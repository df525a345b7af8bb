// Copyright (c) 2026 bad-antics
// Licensed under the MIT License. See LICENSE file in the project root.
// https://github.com/bad-antics/nemi-rs

//! Aggregate system snapshot

use std::collections::BTreeMap;
use std::fmt;
use std::str::FromStr;

use chrono::{DateTime, Utc};
use serde::{Deserialize, Serialize};

use super::{ComplianceMetric, ComplianceStatus, EdgeNode, InferenceModel, Location, NodeStatus, Trend};
use crate::error::NemiError;

/// Accuracy ceiling shared by nodes and the global model
pub const MAX_ACCURACY: f64 = 99.9;

/// Granularity used to bucket temporal analysis
#[derive(Debug, Clone, Copy, PartialEq, Eq, PartialOrd, Ord, Hash, Serialize, Deserialize)]
#[serde(rename_all = "lowercase")]
pub enum TemporalScale {
    Microsecond,
    Second,
    Minute,
    Hour,
    Day,
}

impl TemporalScale {
    pub const ALL: [TemporalScale; 5] = [
        TemporalScale::Microsecond,
        TemporalScale::Second,
        TemporalScale::Minute,
        TemporalScale::Hour,
        TemporalScale::Day,
    ];

    pub fn as_str(&self) -> &'static str {
        match self {
            TemporalScale::Microsecond => "microsecond",
            TemporalScale::Second => "second",
            TemporalScale::Minute => "minute",
            TemporalScale::Hour => "hour",
            TemporalScale::Day => "day",
        }
    }
}

impl fmt::Display for TemporalScale {
    fn fmt(&self, f: &mut fmt::Formatter<'_>) -> fmt::Result {
        f.write_str(self.as_str())
    }
}

impl FromStr for TemporalScale {
    type Err = NemiError;

    fn from_str(s: &str) -> Result<Self, Self::Err> {
        TemporalScale::ALL
            .into_iter()
            .find(|scale| scale.as_str() == s)
            .ok_or_else(|| NemiError::InvalidScale(s.to_string()))
    }
}

/// Complete system state at a point in time
#[derive(Debug, Clone, PartialEq, Serialize, Deserialize)]
pub struct NemiState {
    pub is_system_active: bool,
    /// Insertion order is display order
    pub edge_nodes: Vec<EdgeNode>,
    pub global_accuracy: f64,
    pub total_defects_detected: u64,
    /// Defects reported against ids outside `edge_nodes`
    pub unattributed_defects: u64,
    pub average_processing_time: f64,
    pub privacy_score: f64,
    pub federated_learning_rounds: u64,
    pub compliance_metrics: Vec<ComplianceMetric>,
    /// Opaque per-scale payloads owned by the temporal view
    pub temporal_analysis: BTreeMap<TemporalScale, Option<serde_json::Value>>,
    pub ai_model: Option<InferenceModel>,
    pub is_model_loading: bool,
}

impl NemiState {
    /// Seed state: four inactive nodes and three compliance metrics
    pub fn initial(now: DateTime<Utc>) -> Self {
        let edge_nodes = vec![
            EdgeNode::new("node-japan-01", Location::Japan, 8.3, 99.7, now),
            EdgeNode::new("node-japan-02", Location::Japan, 7.9, 99.8, now),
            EdgeNode::new("node-india-01", Location::India, 9.1, 99.5, now),
            EdgeNode::new("node-india-02", Location::India, 8.7, 99.6, now),
        ];

        let compliance_metrics = vec![
            ComplianceMetric::new("safety-compliance", "Safety Compliance", 98.5, ComplianceStatus::Compliant, Trend::Up, now),
            ComplianceMetric::new("quality-control", "Quality Control", 97.2, ComplianceStatus::Compliant, Trend::Stable, now),
            ComplianceMetric::new("environmental", "Environmental", 95.8, ComplianceStatus::Warning, Trend::Down, now),
        ];

        Self {
            is_system_active: false,
            edge_nodes,
            global_accuracy: 99.7,
            total_defects_detected: 0,
            unattributed_defects: 0,
            average_processing_time: 8.5,
            privacy_score: 100.0,
            federated_learning_rounds: 0,
            compliance_metrics,
            temporal_analysis: TemporalScale::ALL.into_iter().map(|s| (s, None)).collect(),
            ai_model: None,
            is_model_loading: false,
        }
    }

    pub fn node(&self, id: &str) -> Option<&EdgeNode> {
        self.edge_nodes.iter().find(|n| n.id == id)
    }

    pub fn metric(&self, id: &str) -> Option<&ComplianceMetric> {
        self.compliance_metrics.iter().find(|m| m.id == id)
    }

    pub fn active_node_count(&self) -> usize {
        self.edge_nodes.iter().filter(|n| n.is_active()).count()
    }

    pub fn active_nodes_in(&self, location: Location) -> usize {
        self.edge_nodes
            .iter()
            .filter(|n| n.location == location && n.status == NodeStatus::Active)
            .count()
    }

    /// Defects attributed to known nodes plus unattributed ones
    pub fn attributed_defect_sum(&self) -> u64 {
        self.edge_nodes.iter().map(|n| n.defects_detected).sum::<u64>() + self.unattributed_defects
    }
}

impl Default for NemiState {
    fn default() -> Self {
        Self::initial(Utc::now())
    }
}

====================

Problem to work on:
Using the entries above, repeat only the lines from the one containing "pub enum TemporalScale" through the one containing "fn fmt(&self, f: &mut", end lines included.

Task output:
pub enum TemporalScale {
    Microsecond,
    Second,
    Minute,
    Hour,
    Day,
}

impl TemporalScale {
    pub const ALL: [TemporalScale; 5] = [
        TemporalScale::Microsecond,
        TemporalScale::Second,
        TemporalScale::Minute,
        TemporalScale::Hour,
        TemporalScale::Day,
    ];

    pub fn as_str(&self) -> &'static str {
        match self {
            TemporalScale::Microsecond => "microsecond",
            TemporalScale::Second => "second",
            TemporalScale::Minute => "minute",
            TemporalScale::Hour => "hour",
            TemporalScale::Day => "day",
        }
    }
}

impl fmt::Display for TemporalScale {
    fn fmt(&self, f: &mut fmt::Formatter<'_>) -> fmt::Result {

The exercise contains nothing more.